For my second choice, I'm torn between Lee Child and Michael Connelly, but I think Connelly just edges it for the greater range and depth of his storytelling. The last few Child books haven't quite lived up to the standard of the early ones. I wish Lee Child would try a standalone, as I can't help feeling it might re-energise the series to have a break from it - and I'd love to see what else Lee might come up with!


----------



## Jon Olson (Dec 10, 2010)

L.J. Sellers said:


> If you could only read two authors for the rest of your life, who would they be? (Picking only one was too painful!)
> For me, it would be John Sandford and Harlan Coben. First, they're both alive and still writing! And second, they both produce consistently entertaining crime novels.
> What are your choices and why?
> L.J.


How about stranded on a desert island, what books would you bring? Pepys diary, annotated, and the Bible, also anotated. You'd be busy for years. And they're re-read worthy.


----------



## Seleya (Feb 25, 2011)

Just two? Argh!
I'd say Tolkien and Guy Gavriel Kay, but then what about Dante and Homer? 
I'll probably cheat and make one of them the ubiquitous Anonymous, after all s/he is the most prolific author there is.


----------



## Dolorous Edd Tollett (May 29, 2011)

I can't decide, sorry, can't do it.


----------



## Cindy416 (May 2, 2009)

I'd go with Jane Austen and Nelson DeMille.  (I have to add that I'm glad I'll never be limited to only two, though.)


----------



## 41419 (Apr 4, 2011)

Louis de Bernieres and Philip K. Dick


----------



## Tamara Rose Blodgett (Apr 1, 2011)

*Stephen King*
*Laurell K. Hamilton*

Really...just two? Ugh!lol!


----------



## grahampowell (Feb 10, 2011)

Mine would probably be Rex Stout and Erle Stanley Gardner.  Stout wrote the Nero Wolfe series, a blending of a fair-play mystery detective and his hardboiled assistant Archie Goodwin, who narrates.  Tremendously entertaining stuff.  Ditto for Gardner, best known for Perry Mason but also the author of the Donald Lam and Bertha Cool series of private eye novels under the pen name "A.A. Fair".  Also very entertaining.



Graham


----------



## Guest (Jun 3, 2011)

David Gemmell and Dave Wolverton. Gemmell, because he does for me what Jane Austen does for most women, and Wolverton just so that I can keep rereading _On My Way To Paradise_ every year.


----------



## MeiLinMiranda (Feb 17, 2011)

Patrick O'Brian and Jane Austen. Something new every time I read them.


----------



## Fredster (Apr 11, 2011)

Stephen King and Dean Koontz, of course.  

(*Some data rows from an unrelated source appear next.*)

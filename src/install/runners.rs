//! Top-level runners for the command-line installer
//!
//! These turn pipeline results into user-facing messages. Errors are returned
//! to `main`, which prints them and exits non-zero.

use anyhow::Result;

use super::bootstrap::BootstrapStatus;
use super::console::Console;
use super::orchestration::{InstallOutcome, Installer, resolve_asset};
use super::privilege::PrivilegeMode;
use crate::config::InstallerConfig;

/// Install, then report the bootstrap outcome
pub async fn run_install(config: InstallerConfig, console: &Console) -> Result<InstallOutcome> {
    console.info(format!(
        "PortableSource installer ({} {})",
        std::env::consts::OS,
        std::env::consts::ARCH
    ));

    let installer = Installer::new(config)?;
    let outcome = installer.run(console).await?;
    report_outcome(installer.config(), &outcome, console);
    Ok(outcome)
}

/// Resolve everything without downloading or touching the filesystem
pub async fn run_dry_run(config: InstallerConfig, console: &Console) -> Result<()> {
    config.validate()?;
    console.info(PrivilegeMode::detect().describe());

    console.info(format!("Looking up latest release of {}...", config.repository));
    let asset = resolve_asset(&config).await?;

    console.success("Dry run, nothing was downloaded or installed");
    console.detail(format!("Release:  {}", asset.release_tag));
    console.detail(format!("Asset:    {}", asset.name));
    console.detail(format!("URL:      {}", asset.url));
    console.detail(format!("Target:   {}", config.target_path().display()));
    if config.run_setup {
        console.detail(format!("Setup:    {} {}", config.target_name, config.setup_command));
    }
    Ok(())
}

fn report_outcome(config: &InstallerConfig, outcome: &InstallOutcome, console: &Console) {
    let manual_setup = format!("{} {}", config.target_name, config.setup_command);

    match &outcome.bootstrap {
        BootstrapStatus::Completed => {
            console.success(format!(
                "Installation complete: {} {}",
                config.target_name, outcome.asset.release_tag
            ));
            console.detail(format!("Next: run '{} --help' to get started", config.target_name));
        }
        BootstrapStatus::Failed(reason) => {
            console.warn(format!("Environment setup failed: {reason}"));
            console.warn(format!(
                "{} is installed; run '{manual_setup}' manually to finish setup",
                outcome.target.display()
            ));
        }
        BootstrapStatus::Skipped => {
            console.success(format!(
                "Installed {} {}",
                config.target_name, outcome.asset.release_tag
            ));
            console.detail(format!("Run '{manual_setup}' to set up the environment"));
        }
    }
}
//! Installation state detection and post-install verification

use std::os::unix::fs::PermissionsExt;
use std::path::Path;

use super::error::InstallError;

/// State of the install target before the pipeline touches it
#[derive(Debug, Clone, Copy, PartialEq, Eq)]
pub enum InstallationState {
    /// Nothing at the target path
    NotInstalled,
    /// An executable is present and will be replaced
    Installed,
    /// Something is present but is not an executable file
    Damaged,
}

pub fn check_installation_state(target: &Path) -> InstallationState {
    match target.metadata() {
        Err(_) => InstallationState::NotInstalled,
        Ok(meta) if meta.is_file() && meta.permissions().mode() & 0o111 != 0 => {
            InstallationState::Installed
        }
        Ok(_) => InstallationState::Damaged,
    }
}

/// Confirm the installed file exists and carries an execute bit
pub fn verify_installed(target: &Path) -> Result<(), InstallError> {
    let metadata = std::fs::metadata(target)
        .map_err(|e| InstallError::verification(target, format!("installed file not found: {e}")))?;

    if !metadata.is_file() {
        return Err(InstallError::verification(target, "installed path is not a regular file"));
    }

    if metadata.permissions().mode() & 0o111 == 0 {
        return Err(InstallError::verification(
            target,
            format!("binary not executable, run: chmod +x {}", target.display()),
        ));
    }

    Ok(())
}
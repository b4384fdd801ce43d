//! The run log file shared by every stage.

use crate::error::{ErrorExt, Result};
use std::fs::{File, OpenOptions};
use std::io::{BufWriter, Write};
use std::path::{Path, PathBuf};

/// Append-mode writer for `build/build-server.log`.
///
/// The file is truncated when the run starts. Write failures are reported
/// through the `log` facade and never abort the run.
#[derive(Debug)]
pub struct RunLog {
    path: PathBuf,
    writer: BufWriter<File>,
}

impl RunLog {
    /// Creates (or truncates) the log at `path`, creating parent directories.
    pub fn create(path: &Path) -> Result<Self> {
        if let Some(parent) = path.parent() {
            std::fs::create_dir_all(parent).fs_context("creating log directory", parent)?;
        }
        let file = File::create(path).fs_context("creating run log", path)?;
        Ok(Self {
            path: path.to_path_buf(),
            writer: BufWriter::new(file),
        })
    }

    /// Path of the log file.
    pub fn path(&self) -> &Path {
        &self.path
    }

    /// Writes one line, appending a newline when missing.
    pub fn write_line(&mut self, line: &str) {
        let result = if line.ends_with('\n') {
            self.writer.write_all(line.as_bytes())
        } else {
            writeln!(self.writer, "{line}")
        };
        if let Err(e) = result {
            log::warn!("Failed to write to {}: {}", self.path.display(), e);
        }
    }

    /// Flushes buffered lines to disk.
    pub fn flush(&mut self) -> Result<()> {
        self.writer.flush().fs_context("flushing run log", &self.path)
    }

    /// Flushes, then reopens the same file in append mode.
    ///
    /// Used after the log was uploaded mid-run so later lines keep
    /// accumulating in the same file.
    pub fn reopen(&mut self) -> Result<()> {
        self.flush()?;
        let file = OpenOptions::new()
            .append(true)
            .open(&self.path)
            .fs_context("reopening run log", &self.path)?;
        self.writer = BufWriter::new(file);
        Ok(())
    }
}

impl Drop for RunLog {
    fn drop(&mut self) {
        if let Err(e) = self.writer.flush() {
            log::warn!("Failed to flush {}: {}", self.path.display(), e);
        }
    }
}

#[cfg(test)]
mod tests {
    use super::*;

    #[test]
    fn lines_survive_reopen_and_drop() {
        let dir = tempfile::tempdir().unwrap();
        let path = dir.path().join("build").join("build-server.log");

        let mut log = RunLog::create(&path).unwrap();
        log.write_line("first");
        log.write_line("second\n");
        log.reopen().unwrap();
        log.write_line("third");
        drop(log);

        let contents = std::fs::read_to_string(&path).unwrap();
        assert_eq!(contents, "first\nsecond\nthird\n");
    }

    #[test]
    fn create_truncates_previous_run() {
        let dir = tempfile::tempdir().unwrap();
        let path = dir.path().join("build-server.log");
        std::fs::write(&path, "stale\n").unwrap();

        let mut log = RunLog::create(&path).unwrap();
        log.write_line("fresh");
        log.flush().unwrap();

        assert_eq!(std::fs::read_to_string(&path).unwrap(), "fresh\n");
    }
}
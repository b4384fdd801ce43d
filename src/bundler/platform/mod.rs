//! Platform-specific installer packaging.
//!
//! Exactly one [`Packager`] runs per build, selected from the host OS at
//! startup. Every packager follows the same contract:
//!
//! - `Ok(Some(artifact))`: exactly one installer exists at the artifact path.
//! - `Ok(None)`: a failure was recorded in the session ledger and any partial
//!   installer was deleted.
//! - `Err(_)`: an unexpected error (I/O, tool launch) ended packaging.
//!
//! Every module compiles on every host so the packaging steps can be
//! exercised from any test machine.

pub mod linux;
pub mod macos;
pub mod windows;

use crate::bundler::Artifact;
use crate::context::BuildContext;
use crate::error::{CliError, Result};
use crate::session::Session;
use crate::settings::{Arch, Settings};

pub use linux::LinuxPackager;
pub use macos::MacPackager;
pub use windows::{SigningKey, WindowsPackager};

/// Operating system the build runs on.
#[derive(Debug, Clone, Copy, PartialEq, Eq, Hash)]
pub enum Platform {
    /// AppImage builds.
    Linux,
    /// Disk image builds.
    MacOs,
    /// Inno Setup installers.
    Windows,
}

impl Platform {
    /// Maps the host OS to a platform.
    pub fn detect() -> Result<Self> {
        Self::from_os(std::env::consts::OS)
    }

    /// Maps an OS identifier as reported by `std::env::consts::OS`.
    pub fn from_os(os: &str) -> Result<Self> {
        match os {
            "linux" => Ok(Platform::Linux),
            "macos" => Ok(Platform::MacOs),
            "windows" => Ok(Platform::Windows),
            other => Err(CliError::UnsupportedPlatform { os: other.into() }.into()),
        }
    }

    /// System name used in log headers, chat messages and the uploaded log
    /// file name.
    pub fn name(self) -> &'static str {
        match self {
            Platform::Linux => "Linux",
            Platform::MacOs => "Darwin",
            Platform::Windows => "Windows",
        }
    }

    /// File extension of the installer.
    pub fn installer_extension(self) -> &'static str {
        match self {
            Platform::Linux => "AppImage",
            Platform::MacOs => "dmg",
            Platform::Windows => "exe",
        }
    }

    /// `<arch>.<ext>` part of the artifact name.
    ///
    /// Only Windows builds honour a 32-bit request.
    pub fn artifact_suffix(self, arch: Arch) -> String {
        let arch = match self {
            Platform::Windows => arch,
            Platform::Linux | Platform::MacOs => Arch::X86_64,
        };
        format!("{}.{}", arch.suffix(), self.installer_extension())
    }
}

impl std::fmt::Display for Platform {
    fn fmt(&self, f: &mut std::fmt::Formatter<'_>) -> std::fmt::Result {
        f.write_str(self.name())
    }
}

/// The packaging strategy for one platform.
#[derive(Debug)]
pub enum Packager {
    /// AppDir assembly plus AppImageAssistant.
    Linux(LinuxPackager),
    /// Disk image script.
    MacOs(MacPackager),
    /// Frozen tree repair, Inno Setup and code signing.
    Windows(WindowsPackager),
}

impl Packager {
    /// Selects the strategy for `platform`.
    ///
    /// `signing` is only used on Windows.
    pub fn for_platform(platform: Platform, settings: &Settings, signing: Option<SigningKey>) -> Self {
        match platform {
            Platform::Linux => Packager::Linux(LinuxPackager::new(settings.clone())),
            Platform::MacOs => Packager::MacOs(MacPackager::new(settings.clone())),
            Platform::Windows => {
                Packager::Windows(WindowsPackager::new(settings.clone(), signing))
            }
        }
    }

    /// Builds the installer for `ctx`.
    pub async fn package(
        &self,
        ctx: &BuildContext,
        session: &mut Session,
    ) -> Result<Option<Artifact>> {
        match self {
            Packager::Linux(packager) => packager.package(ctx, session).await,
            Packager::MacOs(packager) => packager.package(ctx, session).await,
            Packager::Windows(packager) => packager.package(ctx, session).await,
        }
    }
}
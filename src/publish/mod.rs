//! Publication of installers to the hosted release.
//!
//! Uploads replace any same-named asset first, so running the publisher
//! twice leaves exactly one copy of each file.

pub mod github;
pub mod retry;
pub mod torrent;

pub use github::{Asset, GitHubReleases, Release, ReleaseHost};
pub use retry::{Backoff, RetryExhausted, RetryPolicy};

use crate::bundler::Artifact;
use crate::error::{Error, ErrorExt, Result};
use crate::session::Session;
use crate::settings::Settings;
use bytes::Bytes;
use std::path::Path;

/// Uploads files to one release host.
pub struct Publisher<'a> {
    host: &'a dyn ReleaseHost,
    policy: RetryPolicy,
}

impl<'a> Publisher<'a> {
    /// Creates a publisher retrying each upload under `policy`.
    pub fn new(host: &'a dyn ReleaseHost, policy: RetryPolicy) -> Self {
        Self { host, policy }
    }

    /// Looks up the release receiving this run's assets.
    pub async fn release(&self, tag: &str) -> Result<Release> {
        self.host.release_by_tag(tag).await
    }

    /// Uploads `path` to `release` and returns its download URL.
    ///
    /// Same-named assets are deleted first and `release.assets` is kept in
    /// sync with the host.
    pub async fn upload(
        &self,
        path: &Path,
        release: &mut Release,
        session: &mut Session,
    ) -> Result<String> {
        let name = path
            .file_name()
            .map(|n| n.to_string_lossy().into_owned())
            .ok_or_else(|| Error::Metadata(format!("no file name in {}", path.display())))?;

        let conflicting: Vec<Asset> = release
            .assets
            .iter()
            .filter(|asset| asset.name == name)
            .cloned()
            .collect();
        for asset in &conflicting {
            session.output(format!(
                "GitHub: Removing conflicting installer asset from {}: {}",
                release.tag_name, name
            ));
            self.host.delete_asset(asset).await?;
        }
        release.assets.retain(|asset| asset.name != name);

        let content = Bytes::from(tokio::fs::read(path).await.fs_context("reading asset", path)?);
        session.output(format!(
            "GitHub: Uploading asset from {}: {}",
            release.tag_name, name
        ));

        let target: &Release = release;
        let uploaded = retry::retry(
            &self.policy,
            |attempt| {
                log::debug!("Uploading {} (attempt {})", name, attempt);
                self.host.upload_asset(target, &name, content.clone())
            },
            |attempt, e| {
                log::warn!("Upload attempt {} of {} failed: {}", attempt, name, e);
                session.output("Upload failed... trying again");
            },
        )
        .await
        .map_err(|exhausted| Error::UploadFailed {
            path: path.to_path_buf(),
            attempts: exhausted.attempts,
            source: Box::new(exhausted.last),
        })?;

        let url = uploaded.browser_download_url.clone();
        release.assets.push(uploaded);
        Ok(url)
    }

    /// Uploads the installer, then creates and uploads its torrent.
    ///
    /// Returns the installer's download URL. A torrent failure is recorded
    /// and does not fail publication.
    pub async fn publish(
        &self,
        settings: &Settings,
        artifact: &Artifact,
        version: &str,
        release: &mut Release,
        session: &mut Session,
    ) -> Result<String> {
        session.output(format!(
            "GitHub: Uploading {} to GitHub Release: {}",
            artifact.path().display(),
            release.tag_name
        ));
        let download_url = self.upload(artifact.path(), release, session).await?;

        if let Some(torrent) =
            torrent::create_torrent(settings, artifact, version, &download_url, session).await?
        {
            self.upload(&torrent, release, session).await?;
        }

        Ok(download_url)
    }
}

(though Harlan Coben is close to knocking Koontz out!)


----------



## SandraMiller (May 10, 2011)

This is a hard question!  

First...British author Susan Kay.  She's only got two books, but they are both fabulous and I can't count how many times I've re-read each of them.  I would have to have those two books to survive  

Second...Katherine Neville.  Again, she doesn't have a whole boatload of novels out there, but the ones she has are so awesome I could spend many years re-reading and picking apart each one, learning from her.

Kind of obscure choices?


----------



## susan67 (Mar 18, 2011)

Stephen King and....it's so hard to pick a second one as ther are sooo many other favorite authors.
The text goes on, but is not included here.